An unexpected and intoxicating sound was emanating from up where the
pigeons normally roost. The nation’s capital was being treated to a rare, celebratory ringing of the Congress Bells, ten bronze bells that hang inside the Old Post Office Tower. The city was awash in the joyful noise that is only heard on major holidays and special occasions such as presidential inaugurations. It’s a signature sound that’s hard to come by in these days of pre-recorded church peals and mechanical carillons. You can’t produce that kind of heavenly harmony by blaring a tape recording through loudspeakers. It takes real bells, rung by people tugging on ropes—a phenomenon you’re more likely to hear in England, where the British are passionate about the tedious art of tower bell ringing, than in the United States, where only a handful of operable towers exist, among them the Washington National Cathedral. “There is no team sport that is as difficult as this, I guarantee you,” says Rick Dirksen, of the National Cathedral School, who has been ringing bells in his spare time for more than 40 years. “You can hang yourself or break an arm or leg without any problem. You’ve got, say, a 1,000-pound bell swinging through a full circle, attached to a 40-foot rope. We’re talking about a serious problem if the bell’s out of control.” Dirksen has a point. These cathedral bells are not the dainty sort. They weigh anywhere from several hundred to several thousand pounds. The tenor bell is a 3,588-pound whopper, the largest swinging bell in North America. (England’s Liverpool Cathedral boasts the largest bronze peal bell in the world, tipping the scales at more than 4 tons.) A little applied physics is needed to move objects that heavy. Thus, the bells Dirksen and his colleagues ring are each attached to a side wheel that has a long rope coiled around its grooved circumference. (A variation of this coiled-rope principle is used to pull-start many lawn-mower engines.) The bells are mounted on frames that allow them to swing back and forth through an arc of about 360 degrees. They ring in the “mouth up” position, the clapper striking with every downward pull and release of the rope. For those doing the ringing, it’s a bit like holding a monstrous tiger by the tail. The vertical thrust of a swinging bell is more than four times the weight of the bell itself.

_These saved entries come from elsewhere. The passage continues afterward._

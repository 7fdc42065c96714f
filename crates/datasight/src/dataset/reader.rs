//! CSV/TSV reader with delimiter detection.
//!
//! Ingestion plumbing for the CLI entry points. The analytics engine itself
//! only sees the resulting [`Dataset`].

use std::fs::File;
use std::io::{BufRead, BufReader, Read};
use std::path::Path;

use crate::error::{DatasightError, Result};

use super::table::Dataset;
use super::value::CellValue;

/// Delimiters to try when auto-detecting.
const DELIMITERS: &[u8] = &[b'\t', b',', b';', b'|'];

/// Reader configuration.
#[derive(Debug, Clone)]
pub struct ReaderConfig {
    /// Delimiter to use (None = auto-detect).
    pub delimiter: Option<u8>,
    /// Whether the file has a header row.
    pub has_header: bool,
    /// Maximum rows to read (None = all).
    pub max_rows: Option<usize>,
}

impl Default for ReaderConfig {
    fn default() -> Self {
        Self {
            delimiter: None,
            has_header: true,
            max_rows: None,
        }
    }
}

/// Reads delimited files into datasets.
pub struct CsvReader {
    config: ReaderConfig,
}

impl CsvReader {
    /// Create a reader with default configuration.
    pub fn new() -> Self {
        Self {
            config: ReaderConfig::default(),
        }
    }

    /// Create a reader with custom configuration.
    pub fn with_config(config: ReaderConfig) -> Self {
        Self { config }
    }

    /// Read a file into a dataset.
    pub fn read_file(&self, path: impl AsRef<Path>) -> Result<Dataset> {
        let mut file = File::open(path.as_ref())?;
        let mut contents = Vec::new();
        file.read_to_end(&mut contents)?;
        self.read_bytes(&contents)
    }

    /// Read raw bytes into a dataset.
    pub fn read_bytes(&self, bytes: &[u8]) -> Result<Dataset> {
        let delimiter = match self.config.delimiter {
            Some(d) => d,
            None => detect_delimiter(bytes)?,
        };

        let mut reader = csv::ReaderBuilder::new()
            .delimiter(delimiter)
            .has_headers(self.config.has_header)
            .flexible(true)
            .from_reader(bytes);

        let columns: Vec<String> = reader.headers()?.iter().map(|s| s.to_string()).collect();
        if columns.is_empty() {
            return Err(DatasightError::EmptyData("No columns found".to_string()));
        }

        let expected_cols = columns.len();
        let mut rows = Vec::new();

        for (row_idx, result) in reader.records().enumerate() {
            if let Some(max) = self.config.max_rows {
                if row_idx >= max {
                    break;
                }
            }

            let record = result?;
            let mut row: Vec<CellValue> =
                record.iter().map(CellValue::from_text).collect();

            // Pad short rows, truncate long ones
            while row.len() < expected_cols {
                row.push(CellValue::Null);
            }
            row.truncate(expected_cols);

            rows.push(row);
        }

        if rows.is_empty() {
            return Err(DatasightError::EmptyData("No data rows found".to_string()));
        }

        Ok(Dataset::new(columns, rows))
    }
}

impl Default for CsvReader {
    fn default() -> Self {
        Self::new()
    }
}

/// Detect the delimiter by analyzing the first few lines.
fn detect_delimiter(bytes: &[u8]) -> Result<u8> {
    let reader = BufReader::new(bytes);
    let lines: Vec<String> = reader
        .lines()
        .take(10)
        .filter_map(|l| l.ok())
        .filter(|l| !l.trim().is_empty())
        .collect();

    if lines.is_empty() {
        return Err(DatasightError::EmptyData("No lines to analyze".to_string()));
    }

    let mut best_delimiter = b',';
    let mut best_score = 0;

    for &delim in DELIMITERS {
        let counts: Vec<usize> = lines
            .iter()
            .map(|line| count_delimiter_in_line(line, delim))
            .collect();

        let first_count = counts[0];
        if first_count == 0 {
            continue;
        }

        let consistent = counts.iter().all(|&c| c == first_count);
        let score = if consistent {
            first_count * 1000 + (if delim == b'\t' { 100 } else { 0 })
        } else {
            first_count
        };

        if score > best_score {
            best_score = score;
            best_delimiter = delim;
        }
    }

    Ok(best_delimiter)
}

/// Count delimiter occurrences in a line, respecting quotes.
fn count_delimiter_in_line(line: &str, delimiter: u8) -> usize {
    let delim_char = delimiter as char;
    let mut count = 0;
    let mut in_quotes = false;

    for ch in line.chars() {
        match ch {
            '"' => in_quotes = !in_quotes,
            c if c == delim_char && !in_quotes => count += 1,
            _ => {}
        }
    }

    count
}

#[cfg(test)]
mod tests {
    use super::*;

    #[test]
    fn test_detect_delimiter_csv() {
        let data = b"a,b,c\n1,2,3\n4,5,6";
        assert_eq!(detect_delimiter(data).unwrap(), b',');
    }

    #[test]
    fn test_detect_delimiter_tsv() {
        let data = b"a\tb\tc\n1\t2\t3\n4\t5\t6";
        assert_eq!(detect_delimiter(data).unwrap(), b'\t');
    }

    #[test]
    fn test_read_csv() {
        let reader = CsvReader::new();
        let data = b"region,revenue\nNY,100\nLA,NA";
        let ds = reader.read_bytes(data).unwrap();

        assert_eq!(ds.columns, vec!["region", "revenue"]);
        assert_eq!(ds.row_count(), 2);
        assert_eq!(ds.get(0, 1), Some(&CellValue::Text("100".to_string())));
        // NA becomes Null at the boundary
        assert_eq!(ds.get(1, 1), Some(&CellValue::Null));
    }

    #[test]
    fn test_read_ragged_rows() {
        let reader = CsvReader::new();
        let data = b"a,b,c\n1,2\n4,5,6,7";
        let ds = reader.read_bytes(data).unwrap();

        assert_eq!(ds.column_count(), 3);
        assert_eq!(ds.get(0, 2), Some(&CellValue::Null));
        assert_eq!(ds.rows[1].len(), 3);
    }

    #[test]
    fn test_empty_file() {
        let reader = CsvReader::new();
        assert!(reader.read_bytes(b"").is_err());
    }
}
//! In-memory tabular dataset.

use indexmap::IndexSet;
use sha2::{Digest, Sha256};

use crate::error::{DatasightError, Result};

use super::value::CellValue;

/// A rectangular dataset: ordered columns, rows of typed cells.
///
/// Supplied fresh on every request; the analytics engine never mutates it and
/// keeps no state between calls.
#[derive(Debug, Clone)]
pub struct Dataset {
    /// Column names in original order.
    pub columns: Vec<String>,
    /// Row data (row-major order). Every row has `columns.len()` cells.
    pub rows: Vec<Vec<CellValue>>,
}

impl Dataset {
    /// Create a dataset from pre-shaped columns and rows.
    pub fn new(columns: Vec<String>, rows: Vec<Vec<CellValue>>) -> Self {
        Self { columns, rows }
    }

    /// Build a dataset from JSON row objects (the upload/storage format).
    ///
    /// Column order is the order keys first appear across rows; missing keys
    /// become `Null` so the result is always rectangular.
    pub fn from_records(records: &[serde_json::Map<String, serde_json::Value>]) -> Result<Self> {
        let mut columns: IndexSet<String> = IndexSet::new();
        for record in records {
            for key in record.keys() {
                columns.insert(key.clone());
            }
        }

        if columns.is_empty() {
            return Err(DatasightError::Computation(
                "rows contain no columns to analyze".to_string(),
            ));
        }

        let columns: Vec<String> = columns.into_iter().collect();
        let rows: Vec<Vec<CellValue>> = records
            .iter()
            .map(|record| {
                columns
                    .iter()
                    .map(|col| {
                        record
                            .get(col)
                            .map(CellValue::from_json)
                            .unwrap_or(CellValue::Null)
                    })
                    .collect()
            })
            .collect();

        Ok(Self { columns, rows })
    }

    /// Number of columns.
    pub fn column_count(&self) -> usize {
        self.columns.len()
    }

    /// Number of data rows.
    pub fn row_count(&self) -> usize {
        self.rows.len()
    }

    /// Position of a column by name.
    pub fn column_position(&self, name: &str) -> Option<usize> {
        self.columns.iter().position(|c| c == name)
    }

    /// All cells for a column by index.
    pub fn column_values(&self, index: usize) -> impl Iterator<Item = &CellValue> {
        self.rows
            .iter()
            .map(move |row| row.get(index).unwrap_or(&CellValue::Null))
    }

    /// A specific cell.
    pub fn get(&self, row: usize, col: usize) -> Option<&CellValue> {
        self.rows.get(row).and_then(|r| r.get(col))
    }

    /// Numeric view of a column: one entry per row, `None` where the cell
    /// is missing or does not parse as a number.
    pub fn numeric_column(&self, index: usize) -> Vec<Option<f64>> {
        self.column_values(index).map(|c| c.as_number()).collect()
    }

    /// A copy capped to the first `max_rows` rows (sampling bound for
    /// AI-facing computations).
    pub fn sample(&self, max_rows: usize) -> Dataset {
        if self.rows.len() <= max_rows {
            return self.clone();
        }
        Dataset {
            columns: self.columns.clone(),
            rows: self.rows[..max_rows].to_vec(),
        }
    }

    /// Content fingerprint over columns and rows, used as a cache key.
    pub fn fingerprint(&self) -> String {
        let mut hasher = Sha256::new();
        for col in &self.columns {
            hasher.update(col.as_bytes());
            hasher.update([0u8]);
        }
        for row in &self.rows {
            // serde_json gives a stable canonical form for each cell
            if let Ok(encoded) = serde_json::to_vec(row) {
                hasher.update(&encoded);
            }
        }
        format!("sha256:{:x}", hasher.finalize())
    }
}
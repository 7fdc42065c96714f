//! Core type definitions for schema representation.

use serde::{Deserialize, Serialize};

/// Inferred data type for a column.
#[derive(Debug, Clone, Copy, PartialEq, Eq, Hash, Serialize, Deserialize)]
#[serde(rename_all = "snake_case")]
pub enum ColumnType {
    /// Numeric values (after stripping currency/thousands formatting).
    Numeric,
    /// Date-like values.
    Date,
    /// Categorical or free text values.
    Categorical,
}

impl ColumnType {
    /// Returns true if this type is numeric.
    pub fn is_numeric(&self) -> bool {
        matches!(self, ColumnType::Numeric)
    }

    /// Returns true if this type is temporal.
    pub fn is_temporal(&self) -> bool {
        matches!(self, ColumnType::Date)
    }
}

impl Default for ColumnType {
    fn default() -> Self {
        ColumnType::Categorical
    }
}

/// Logical role a column plays in business analysis.
#[derive(Debug, Clone, Copy, PartialEq, Eq, Hash, Serialize, Deserialize)]
#[serde(rename_all = "snake_case")]
pub enum ColumnRole {
    /// Revenue-like amounts (sales, income, gmv).
    Revenue,
    /// Cost-like amounts (expenses, cogs).
    Cost,
    /// Pre-computed profit or margin.
    Profit,
    /// Volume-like counts (quantity, units, orders).
    Quantity,
    /// Date column used for trend bucketing.
    Date,
    /// Categorical column used for breakdown analysis.
    Segment,
}
//! Optional LLM narrative enrichment.
//!
//! Every number in an answer comes from the deterministic engine; an
//! enricher only rewords the prose. The Q&A layer works fully without one,
//! and any enrichment failure falls back to the computed answer.

mod mock;
mod openai;
mod provider;

pub use mock::MockEnricher;
pub use openai::{is_placeholder_key, OpenAiEnricher};
pub use provider::{EnricherConfig, EnrichmentFacts, NarrativeEnricher};
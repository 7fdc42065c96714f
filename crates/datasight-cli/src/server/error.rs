//! API error types and handling.

use axum::{
    http::{header, StatusCode},
    response::{IntoResponse, Response},
    Json,
};
use datasight::DatasightError;
use serde::Serialize;

/// API error type.
#[derive(Debug)]
pub enum ApiError {
    /// Resource not found.
    NotFound(String),
    /// Bad request from client.
    BadRequest(String),
    /// Too many requests; retry after the given number of seconds.
    RateLimited { retry_after_secs: u64 },
    /// Internal server error.
    Internal(String),
}

#[derive(Serialize)]
struct ErrorResponse {
    error: String,
    message: String,
}

impl IntoResponse for ApiError {
    fn into_response(self) -> Response {
        let (status, error, message) = match &self {
            ApiError::NotFound(msg) => (StatusCode::NOT_FOUND, "not_found", msg.clone()),
            ApiError::BadRequest(msg) => (StatusCode::BAD_REQUEST, "bad_request", msg.clone()),
            ApiError::RateLimited { retry_after_secs } => (
                StatusCode::TOO_MANY_REQUESTS,
                "rate_limited",
                format!("Too many requests; retry after {retry_after_secs}s"),
            ),
            ApiError::Internal(msg) => {
                (StatusCode::INTERNAL_SERVER_ERROR, "internal", msg.clone())
            }
        };

        let body = Json(ErrorResponse {
            error: error.to_string(),
            message,
        });

        match self {
            ApiError::RateLimited { retry_after_secs } => (
                status,
                [(header::RETRY_AFTER, retry_after_secs.to_string())],
                body,
            )
                .into_response(),
            _ => (status, body).into_response(),
        }
    }
}

impl From<DatasightError> for ApiError {
    fn from(err: DatasightError) -> Self {
        match err {
            DatasightError::RateLimited { retry_after_secs } => {
                ApiError::RateLimited { retry_after_secs }
            }
            DatasightError::EmptyData(msg) => ApiError::BadRequest(msg),
            other => ApiError::Internal(other.to_string()),
        }
    }
}

impl std::fmt::Display for ApiError {
    fn fmt(&self, f: &mut std::fmt::Formatter<'_>) -> std::fmt::Result {
        match self {
            ApiError::NotFound(msg) => write!(f, "Not found: {}", msg),
            ApiError::BadRequest(msg) => write!(f, "Bad request: {}", msg),
            ApiError::RateLimited { retry_after_secs } => {
                write!(f, "Rate limited; retry after {}s", retry_after_secs)
            }
            ApiError::Internal(msg) => write!(f, "Internal error: {}", msg),
        }
    }
}

impl std::error::Error for ApiError {}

But you don’t have to be built like Quasimodo to get the job done. The science of using a kind of pulley system to ring the bells helps to offset their weight, allowing even the slightest of size to ring them. In fact, the typical bell ringer bears little resemblance to, say, a weight-lifter. For decades, teenage girls from the nearby National Cathedral School have helped ring at Washington National Cathedral. The current crop of apprentices includes Dirksen’s daughter, Jennah, who heads the school’s ringing team, The Whitechapel Guild, named after the London bell foundry that cast both the cathedral and Congress bells. “You can literally pull the bell with your pinkie,” she says. “The key is knowing how to properly control the bell.” A medieval couplet that offers a tip toward gaining this control became the unofficial bell ringer’s creed: “Feet steady, eyes wide, watch the rope with tongue tied.” It takes about a year to learn the ropes, figuratively and literally. Many more years of practice are required to develop the finesse and concentration needed to endure ringing sessions that can last for hours or to perform well under the pressure of high-profile events such as a presidential inaugural parade, a major holiday gathering at the cathedral, or a special service such as the one held last September in memory of those who died in the terrorist attacks. “It’s a listening thing and it’s experience,” says Greg Hinson, a Washington ringer who has rung bells for 14 years. “It’s rhythm you’re going for. You don’t want any slack in the rope. You want to find a groove.”
Ringers are all business inside their winding-staircase towers. They tend to be cerebral by nature, maybe because an affinity for math is more useful than musical acumen. Bells can take as long as two seconds to swing back and forth, too slow a pace to generate anything approaching a melody. But even subtle and sustained variations in tone are pleasing to the ear.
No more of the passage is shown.